Muzeum Sztuki, or the Museum of Art in Łódź, is a museum of modern and contemporary art in Łódź, Poland, whose main goal is to research and display the history of avant-garde art, with a focus on Central and Eastern Europe. Founded in 1931, Muzeum Sztuki became the first museum in Europe and the second museum in the world (after The Museum of Modern Art in New York) dedicated to collecting and showcasing modern art.

The museum opened to the public on 15 February 1931 as the International Collection of Modern Art, organized by several Polish avant-garde artists associated with the a.r. group, including Władysław Strzemiński, Katarzyna Kobro and Henryk Stażewski, among others. The early collection encompassed a diverse range of avant-garde styles such as Cubism, Futurism, Dada, Surrealism, Formism, and Unism. The museum's early years in the 1930s saw expansion under director Marian Minich, enriching the collection with Polish modern art. Following the end of World War II and the imposition of Stalinism in Poland, the museum remained under Minich's directorship and moved to the Poznański family palace in 1948. The same year, the Neoplastic Room, an experimental exhibition space designed to display avant-garde art, was opened at the museum. The institution was nationalized and the museum's name changed to Muzeum Sztuki in 1950.
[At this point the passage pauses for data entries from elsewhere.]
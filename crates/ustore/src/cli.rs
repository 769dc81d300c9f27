use std::ffi::OsString;

use clap::Parser;

use crate::perform::Arguments;

const MAIN_HELP: &str = r#"ustore keeps a list of user records in a single JSON file and performs one
operation on it per invocation.

Records look like {"id":"1","email":"a@b.com","age":30}. The file may be empty
or absent, which means an empty collection.

  ustore -operation list -fileName users.json
  ustore -operation add -item '{"id":"1","email":"a@b.com","age":30}' -fileName users.json
  ustore -operation findById -id 1 -fileName users.json
  ustore -operation remove -id 1 -fileName users.json

Flags may be written with one dash or two."#;

#[derive(Parser, Debug)]
#[command(name = "ustore")]
#[command(about = MAIN_HELP)]
#[command(version)]
pub struct Cli {
    #[arg(long, help = "Operation to perform: list, add, remove or findById")]
    pub operation: Option<String>,

    #[arg(long = "fileName", help = "Path of the JSON collection file")]
    pub file_name: Option<String>,

    #[arg(long, allow_hyphen_values = true, help = "JSON record to add")]
    pub item: Option<String>,

    #[arg(long, allow_hyphen_values = true, help = "Record id for remove and findById")]
    pub id: Option<String>,

    #[arg(long, help = "Print timing information for profiling")]
    pub profile: bool,

    #[arg(short, long, help = "Log debug output to stderr")]
    pub verbose: bool,

    #[arg(long, help = "Print config file location and contents")]
    pub print_config: bool,
}

impl Cli {
    pub fn parse_normalized() -> Self {
        Cli::parse_from(normalize_args(std::env::args_os()))
    }

    pub fn arguments(&self) -> Arguments {
        Arguments {
            operation: self.operation.clone(),
            file_name: self.file_name.clone(),
            item: self.item.clone(),
            id: self.id.clone(),
        }
    }
}

const LONG_FLAGS: &[&str] = &[
    "operation",
    "fileName",
    "item",
    "id",
    "profile",
    "verbose",
    "print-config",
];

const VALUE_FLAGS: &[&str] = &["operation", "fileName", "item", "id"];

/// Rewrites single-dash long flags (`-fileName x`, `-id=3`) into the
/// double-dash form clap expects. Values following a flag are left alone.
pub fn normalize_args<I>(args: I) -> Vec<OsString>
where
    I: IntoIterator<Item = OsString>,
{
    let mut out = Vec::new();
    let mut expect_value = false;

    for (index, arg) in args.into_iter().enumerate() {
        if index == 0 || expect_value {
            expect_value = false;
            out.push(arg);
            continue;
        }

        let Some(text) = arg.to_str() else {
            out.push(arg);
            continue;
        };

        let (dashes, body) = if let Some(body) = text.strip_prefix("--") {
            ("--", body)
        } else if let Some(body) = text.strip_prefix('-') {
            ("-", body)
        } else {
            out.push(arg);
            continue;
        };

        let (name, has_inline_value) = match body.split_once('=') {
            Some((name, _)) => (name, true),
            None => (body, false),
        };

        if !LONG_FLAGS.contains(&name) {
            out.push(arg);
            continue;
        }

        expect_value = VALUE_FLAGS.contains(&name) && !has_inline_value;
        if dashes == "-" {
            out.push(OsString::from(format!("-{}", text)));
        } else {
            out.push(arg);
        }
    }

    out
}

#[cfg(test)]
mod tests {
    use super::*;

    fn args(items: &[&str]) -> Vec<OsString> {
        items.iter().map(OsString::from).collect()
    }

    fn parse(items: &[&str]) -> Cli {
        Cli::try_parse_from(normalize_args(args(items))).unwrap()
    }

    #[test]
    fn test_single_dash_flags_are_doubled() {
        assert_eq!(
            normalize_args(args(&["ustore", "-operation", "list", "-fileName", "u.json"])),
            args(&["ustore", "--operation", "list", "--fileName", "u.json"])
        );
    }

    #[test]
    fn test_values_are_not_rewritten() {
        assert_eq!(
            normalize_args(args(&["ustore", "-id", "-item", "-operation=remove"])),
            args(&["ustore", "--id", "-item", "--operation=remove"])
        );
    }

    #[test]
    fn test_unknown_and_short_flags_pass_through() {
        assert_eq!(
            normalize_args(args(&["ustore", "-v", "-x", "--profile"])),
            args(&["ustore", "-v", "-x", "--profile"])
        );
    }

    #[test]
    fn test_parse_go_style_invocation() {
        let cli = parse(&[
            "ustore",
            "-operation",
            "add",
            "-item",
            r#"{"id":"1","email":"a@b.com","age":30}"#,
            "-fileName=users.json",
        ]);
        let arguments = cli.arguments();
        assert_eq!(arguments.operation.as_deref(), Some("add"));
        assert_eq!(arguments.file_name.as_deref(), Some("users.json"));
        assert_eq!(
            arguments.item.as_deref(),
            Some(r#"{"id":"1","email":"a@b.com","age":30}"#)
        );
        assert_eq!(arguments.id, None);
    }

    #[test]
    fn test_hyphen_id_value() {
        let cli = parse(&["ustore", "-operation", "findById", "-id", "-7", "-fileName", "u.json"]);
        assert_eq!(cli.id.as_deref(), Some("-7"));
    }

    #[test]
    fn test_ambient_flags() {
        let cli = parse(&["ustore", "--profile", "-v", "-print-config"]);
        assert!(cli.profile);
        assert!(cli.verbose);
        assert!(cli.print_config);
        assert_eq!(cli.operation, None);
    }
}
During the 1950s, in the wake of the Khrushchev Thaw, the museum returned to a more robust international program, collaborating with Western gallerists and artists such as Denise René and Michel Seuphor, among others. This approach developed further under the directorship of Ryszard Stanisławski who led the institution between 1966 and 1990. Notable contributions included a donation of selected works by the German artist Joseph Beuys in 1981 and an artistic exchange with the Museum of Contemporary Art, Los Angeles organized in 1982. The museum later acquired the Edward Herbst Palace and planned for new developments in the former Izrael Poznański factory. Currently, the institution consists of three branches: ms^{1}, ms^{2} and Herbst Palace Museum (Polish: Muzeum Pałac Herbsta). In 1998 Muzeum Sztuki in Łódź was entered into the Polish National Register of Museums under number 53.

== Mission ==
Muzeum Sztuki in Łódź is primarily focused on studying and displaying the collection of 20th and 21st century art in a variety of contexts, as well as on providing progressive artistic interventions and enhancing the role of art as element of social life, e.g., through educational activities.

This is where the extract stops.